I had to look up the definition of brave to make sure I answered this correctly. The dictionary said:
Noun: “a person who is ready and willing to endure danger or pain”
And
Verb: “endure unpleasant conditions or behavior without showing fear”
Using that definition, I have a story that is going to be radically different than I’m sure anyone else will come up with, but here goes.
A few years ago, my company went through a security breach. It was one of the worst times of my life. It took a huge emotional tool on me, which I wasn’t able to portray at work – because I was the person who was responsible for handling the public-facing cleanup and keeping that part moving.
At the same time, I was in the middle of a transition to implement a new system for the company to use a new tool to better support the customers.

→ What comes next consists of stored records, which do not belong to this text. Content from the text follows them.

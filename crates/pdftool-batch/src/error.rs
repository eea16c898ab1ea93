//! Setup errors for a batch run.
//!
//! Per-file failures never surface here; they are recorded as
//! [`FileResult`](crate::dispatcher::FileResult) values.

use std::path::PathBuf;
use thiserror::Error;

#[derive(Debug, Error)]
pub enum BatchError {
    #[error("Failed to create output directory {path}: {source}")]
    OutputDir {
        path: PathBuf,
        #[source]
        source: std::io::Error,
    },

    #[error("Failed to write report {path}: {source}")]
    Report {
        path: PathBuf,
        #[source]
        source: std::io::Error,
    },

    #[error("Failed to read {path}: {source}")]
    Read {
        path: PathBuf,
        #[source]
        source: std::io::Error,
    },

    #[error("Invalid file pattern {pattern:?}: {source}")]
    Pattern {
        pattern: String,
        #[source]
        source: glob::PatternError,
    },

    #[error("Serialization error: {0}")]
    Serialize(#[from] serde_json::Error),

    #[error("Formatting error: {0}")]
    Format(#[from] std::fmt::Error),
}

/// Why a single file failed. Recorded in its
/// [`FileResult`](crate::dispatcher::FileResult) as a message.
#[derive(Debug, Error)]
pub enum OperationError {
    #[error("Unsupported operation: {0}")]
    Unsupported(String),

    #[error("Invalid parameters for {operation}: {message}")]
    InvalidParams { operation: String, message: String },

    #[error("Failed to read {path}: {source}")]
    Input {
        path: PathBuf,
        #[source]
        source: std::io::Error,
    },

    #[error("Failed to write {path}: {source}")]
    Output {
        path: PathBuf,
        #[source]
        source: std::io::Error,
    },

    #[error(transparent)]
    Pdf(#[from] pdftool_core::PdfToolError),

    #[error("Worker panicked: {0}")]
    Panicked(String),
}
//! PDF Split algorithm
//!
//! Each part is a copy of the source with every other page deleted and
//! unreferenced objects pruned. Parts come either in fixed-size chunks or
//! from explicit page ranges.

use crate::document::{load, save};
use crate::error::PdfToolError;
use lopdf::Document;
use std::collections::HashSet;

/// Split into consecutive parts of `pages_per_file` pages each. The last part
/// holds the remainder.
pub fn split_every(bytes: &[u8], pages_per_file: u32) -> Result<Vec<Vec<u8>>, PdfToolError> {
    if pages_per_file == 0 {
        return Err(PdfToolError::InvalidRange(
            "pages_per_file must be >= 1".into(),
        ));
    }

    let doc = load(bytes)?;
    let page_count = doc.get_pages().len() as u32;
    if page_count == 0 {
        return Err(PdfToolError::OperationError(
            "Document has no pages".into(),
        ));
    }

    chunk_bounds(page_count, pages_per_file)
        .into_iter()
        .map(|(start, end)| extract_pages(&doc, &(start..=end).collect::<Vec<_>>()))
        .collect()
}

/// Split by inclusive 1-indexed page ranges. Invalid ranges are rejected
/// rather than skipped.
pub fn split_ranges(bytes: &[u8], ranges: &[(u32, u32)]) -> Result<Vec<Vec<u8>>, PdfToolError> {
    if ranges.is_empty() {
        return Err(PdfToolError::InvalidRange("No ranges specified".into()));
    }
    for &(start, end) in ranges {
        if start > end {
            return Err(PdfToolError::InvalidRange(format!(
                "Start {} > end {}",
                start, end
            )));
        }
    }

    let doc = load(bytes)?;
    ranges
        .iter()
        .map(|&(start, end)| extract_pages(&doc, &(start..=end).collect::<Vec<_>>()))
        .collect()
}

/// Inclusive (start, end) page bounds for each part.
pub fn chunk_bounds(page_count: u32, pages_per_file: u32) -> Vec<(u32, u32)> {
    if pages_per_file == 0 {
        return Vec::new();
    }
    (1..=page_count)
        .step_by(pages_per_file as usize)
        .map(|start| (start, (start + pages_per_file - 1).min(page_count)))
        .collect()
}

fn extract_pages(doc: &Document, pages: &[u32]) -> Result<Vec<u8>, PdfToolError> {
    if pages.is_empty() {
        return Err(PdfToolError::InvalidRange("No pages specified".into()));
    }

    // Validate page numbers are > 0
    if pages.contains(&0) {
        return Err(PdfToolError::InvalidRange(
            "Page numbers must be >= 1".into(),
        ));
    }

    let page_count = doc.get_pages().len() as u32;

    // Validate all page numbers exist
    for &page in pages {
        if page > page_count {
            return Err(PdfToolError::InvalidRange(format!(
                "Page {} does not exist (document has {} pages)",
                page, page_count
            )));
        }
    }

    let mut new_doc = doc.clone();

    let pages_to_keep: HashSet<u32> = pages.iter().copied().collect();
    let mut pages_to_delete: Vec<u32> = (1..=page_count)
        .filter(|p| !pages_to_keep.contains(p))
        .collect();

    // Delete unwanted pages (must delete in reverse order to maintain indices)
    pages_to_delete.reverse();
    for page_num in pages_to_delete {
        new_doc.delete_pages(&[page_num]);
    }

    // Compress to remove orphaned objects
    new_doc.prune_objects();
    new_doc.compress();

    save(&mut new_doc)
}

#[cfg(test)]
mod tests {
    use super::*;
    use crate::document::test_support::create_test_pdf;
    use lopdf::Document;
    use pretty_assertions::assert_eq;

    fn page_count(bytes: &[u8]) -> usize {
        Document::load_mem(bytes).unwrap().get_pages().len()
    }

    #[test]
    fn test_extract_rejects_empty_zero_and_missing_pages() {
        let doc = load(&create_test_pdf(5, "Split")).unwrap();
        assert!(extract_pages(&doc, &[]).is_err());
        assert!(extract_pages(&doc, &[0]).is_err());
        assert!(extract_pages(&doc, &[10]).is_err());
    }

    #[test]
    fn test_extract_keeps_selected_pages() {
        let doc = load(&create_test_pdf(5, "Split")).unwrap();
        assert_eq!(page_count(&extract_pages(&doc, &[1]).unwrap()), 1);
        assert_eq!(page_count(&extract_pages(&doc, &[1, 3, 5]).unwrap()), 3);
    }

    #[test]
    fn test_chunk_bounds_with_remainder() {
        assert_eq!(chunk_bounds(7, 3), vec![(1, 3), (4, 6), (7, 7)]);
        assert_eq!(chunk_bounds(4, 1), vec![(1, 1), (2, 2), (3, 3), (4, 4)]);
        assert_eq!(chunk_bounds(2, 5), vec![(1, 2)]);
        assert!(chunk_bounds(3, 0).is_empty());
    }

    #[test]
    fn test_split_every_produces_expected_parts() {
        let pdf = create_test_pdf(5, "Every");
        let parts = split_every(&pdf, 2).unwrap();
        let counts: Vec<usize> = parts.iter().map(|p| page_count(p)).collect();
        assert_eq!(counts, vec![2, 2, 1]);
    }

    #[test]
    fn test_split_every_rejects_zero() {
        let pdf = create_test_pdf(2, "Every");
        assert!(split_every(&pdf, 0).is_err());
    }

    #[test]
    fn test_split_ranges() {
        let pdf = create_test_pdf(6, "Ranges");
        let parts = split_ranges(&pdf, &[(1, 2), (4, 6)]).unwrap();
        assert_eq!(parts.len(), 2);
        assert_eq!(page_count(&parts[0]), 2);
        assert_eq!(page_count(&parts[1]), 3);
    }

    #[test]
    fn test_split_ranges_rejects_bad_ranges() {
        let pdf = create_test_pdf(6, "Ranges");
        assert!(split_ranges(&pdf, &[(4, 2)]).is_err());
        assert!(split_ranges(&pdf, &[(5, 9)]).is_err());
        assert!(split_ranges(&pdf, &[]).is_err());
    }
}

Not only were we facing our highest volume of support requests ever, we were doing it at a transition time between databases.
After a month of this, we started to work into a routine and got things back under some modicum of control. Things were getting back to a new normal, when, walking into the office one morning, I fell and broke my foot.
Just like that, I tripped on a cobblestone and – crack.
It was the type of pain that brings instant tears, even through the shock.
I tried to stand, and couldn’t, so I called for help and my husband and my boss came rushing down, hoisted me into my car and whisked me off to the hospital.
This was extremely inconvenient timing.
The transition wasn’t complete to the new system.
The company as a whole was still at a sort of precarious state from the breach a month prior – I couldn’t figuratively “go down” and leave them.
So I made a choice.
I would get through the healing process without any medicine or anything to cloud my ability to think. I’d be there for them, and wouldn’t let this little injury stop me.
No painkillers. No herbal remedies. Nothing but ice packs and heating pads and that awful boot while my bones knit back together.
I even managed to make it back to the office within 2 hours of the whole incident, so I only had to cancel one meeting overall. I did need help getting to the conference room, because I had no way to carry my laptop with my crutches… Oops!
A curious side effect of this that I hadn’t anticipated was that when your body is in a constant pain state is that it doesn’t sleep, and you are in a heightened state of awareness. I managed to finish the database transition sooner than expected 🙂
Something else I learned – Bravery and stupidity can look very similar to outside observers. It would have been incredibly easy at any point for me to give in and take painkillers, but I would have been abandoning an amazing group of people who were already struggling to come back from their lowest point.
People need leaders. They need people to look up to and emulate.
When you are a leader, you need to model the behavior you want your team to have. I made it very clear throughout that entire experience that I did not expect people to work 24 hours (as I was doing) or to not take painkillers. Etc etc – I even told them that if it was any other time I would have totally been taking 3 weeks in bed. The lesson I wanted them to learn was that they could count on me (and should count on each other) when things are awful.
So, that’s my story about being brave. It’s not rescuing animals from a war zone or running into a burning building, but it means something to me.